Tutelare sempre la dignità dei migranti, assicurare la loro protezione
Il diplomatico vaticano ha ribadito, con le parole di Papa Francesco, che “ogni migrante è una persona” titolare “di diritti umani fondamentali ed inalienabili” che vanno sempre rispettati. Il presule ha poi rammentato che, spesso, i viaggi che intraprendono i migranti comportano “esperienze traumatiche” che possono essere “superate solo con la fede e la speranza”. Frequentemente, ha constatato con amarezza, i migranti “sono esposti a sfruttamento, abusi e violenze”.

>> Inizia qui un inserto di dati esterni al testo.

use anyhow::Context;
use placementcore::catalog::{CatalogModel, ModelId};
use placementcore::persistence::PersistenceConfig;
use placementcore::session::SessionSettings;
use serde::{Deserialize, Serialize};
use serde_json::Value;
use std::fs;
use std::path::Path;

use crate::generator::world::WorldProfile;

/// One user interaction on the AR screen.
#[derive(Debug, Clone, PartialEq, Eq, Serialize, Deserialize)]
#[serde(tag = "action", rename_all = "snake_case")]
pub enum Step {
    /// Pick a catalog model by id or display name.
    Select { model: String },
    Deselect,
    /// Confirm the selected model at the focus point.
    Confirm,
    /// Select the most recently placed model and confirm it again.
    PlaceRecent,
    /// Let the tracker resolve anchors for every unanchored placement.
    ResolveAnchors,
    /// Long-press the placement at `index` in confirmed order.
    SelectEntity { index: usize },
    ClearEntitySelection,
    DeleteSelected,
    SetTracking { ready: bool },
    Save,
    Restore,
    Clear,
}

/// A scripted AR session: catalog, device behaviour and the interactions to
/// replay.
#[derive(Clone, Debug, Default, Serialize, Deserialize)]
#[serde(default)]
pub struct SessionScript {
    pub settings: SessionSettings,
    pub world: WorldProfile,
    pub persistence: PersistenceConfig,
    /// Backend documents, decoded leniently.
    pub catalog: Vec<Value>,
    pub steps: Vec<Step>,
}

impl SessionScript {
    pub fn load<P: AsRef<Path>>(path: P) -> anyhow::Result<Self> {
        let path_ref = path.as_ref();
        let contents = fs::read_to_string(path_ref)
            .with_context(|| format!("reading session script {}", path_ref.display()))?;
        let script: SessionScript = serde_yaml::from_str(&contents)
            .with_context(|| format!("parsing session script {}", path_ref.display()))?;
        Ok(script)
    }

    /// Built-in living-room walkthrough used when no script is given.
    pub fn demo() -> Self {
        let catalog = ["swan_chair:chair", "oak_table:table", "fern:decor", "arc_lamp:light"]
            .iter()
            .filter_map(|entry| entry.split_once(':'))
            .map(|(name, category)| serde_json::json!({"name": name, "category": category}))
            .collect();

        let select = |model: &str| Step::Select {
            model: model.to_string(),
        };

        Self {
            catalog,
            steps: vec![
                select("swan_chair"),
                Step::Confirm,
                select("oak_table"),
                Step::Confirm,
                Step::PlaceRecent,
                Step::ResolveAnchors,
                Step::SelectEntity { index: 0 },
                Step::SelectEntity { index: 1 },
                Step::DeleteSelected,
                select("arc_lamp"),
                Step::Confirm,
                Step::ResolveAnchors,
                Step::Save,
                Step::Clear,
                Step::Restore,
            ],
            ..Default::default()
        }
    }

    /// Catalog models keyed by the document's `id`, or its name when absent.
    pub fn catalog_models(&self) -> Vec<CatalogModel> {
        self.catalog
            .iter()
            .enumerate()
            .map(|(index, document)| {
                let id = document
                    .get("id")
                    .and_then(Value::as_str)
                    .or_else(|| document.get("name").and_then(Value::as_str))
                    .map(ModelId::from)
                    .unwrap_or_else(|| ModelId(format!("model-{}", index)));
                CatalogModel::from_document(id, document)
            })
            .collect()
    }
}
use std::sync::Mutex;

use serde::Serialize;

/// Persistence counters reported by the driver.
#[derive(Debug, Clone, Copy, Default, PartialEq, Eq, Serialize)]
pub struct MetricsSnapshot {
    pub saves: usize,
    pub loads: usize,
    pub failures: usize,
}

pub struct MetricsRecorder {
    inner: Mutex<MetricsSnapshot>,
}

impl MetricsRecorder {
    pub fn new() -> Self {
        Self {
            inner: Mutex::new(MetricsSnapshot::default()),
        }
    }

    pub fn record_save(&self) {
        if let Ok(mut metrics) = self.inner.lock() {
            metrics.saves += 1;
        }
    }

    pub fn record_load(&self) {
        if let Ok(mut metrics) = self.inner.lock() {
            metrics.loads += 1;
        }
    }

    pub fn record_failure(&self) {
        if let Ok(mut metrics) = self.inner.lock() {
            metrics.failures += 1;
        }
    }

    pub fn snapshot(&self) -> MetricsSnapshot {
        if let Ok(metrics) = self.inner.lock() {
            *metrics
        } else {
            MetricsSnapshot::default()
        }
    }
}

impl Default for MetricsRecorder {
    fn default() -> Self {
        Self::new()
    }
}

#[cfg(test)]
mod tests {
    use super::*;

    #[test]
    fn counters_accumulate_independently() {
        let metrics = MetricsRecorder::new();
        metrics.record_save();
        metrics.record_save();
        metrics.record_failure();
        assert_eq!(
            metrics.snapshot(),
            MetricsSnapshot {
                saves: 2,
                loads: 0,
                failures: 1
            }
        );
    }
}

Grande preoccupazione per le condizioni dei bambini migranti
Ecco perché, è stato il suo monito, è necessario assicurare che siano protetti. Tuttavia, ha detto, questo “non basta”. Fin quando infatti permarranno “situazioni di povertà, conflitti e persecuzioni”, ha affermato mons. Jurkovič, “gli interessi dei trafficanti continueranno a prosperare”. Ha così rivolto una particolare attenzione ai “bambini migranti”. La loro condizione, ha affermato, desta la “viva preoccupazione della Santa Sede”. Ha dunque fatto riferimento in particolare a quei bambini che vengono separati dai loro genitori e che spesso sono vittime di abusi e sfruttamento di vario genere. Di qui, l’esortazione di mons. Jurkovič a garantire che i genitori, anche migranti, possano sempre crescere ed educare i propri bambini.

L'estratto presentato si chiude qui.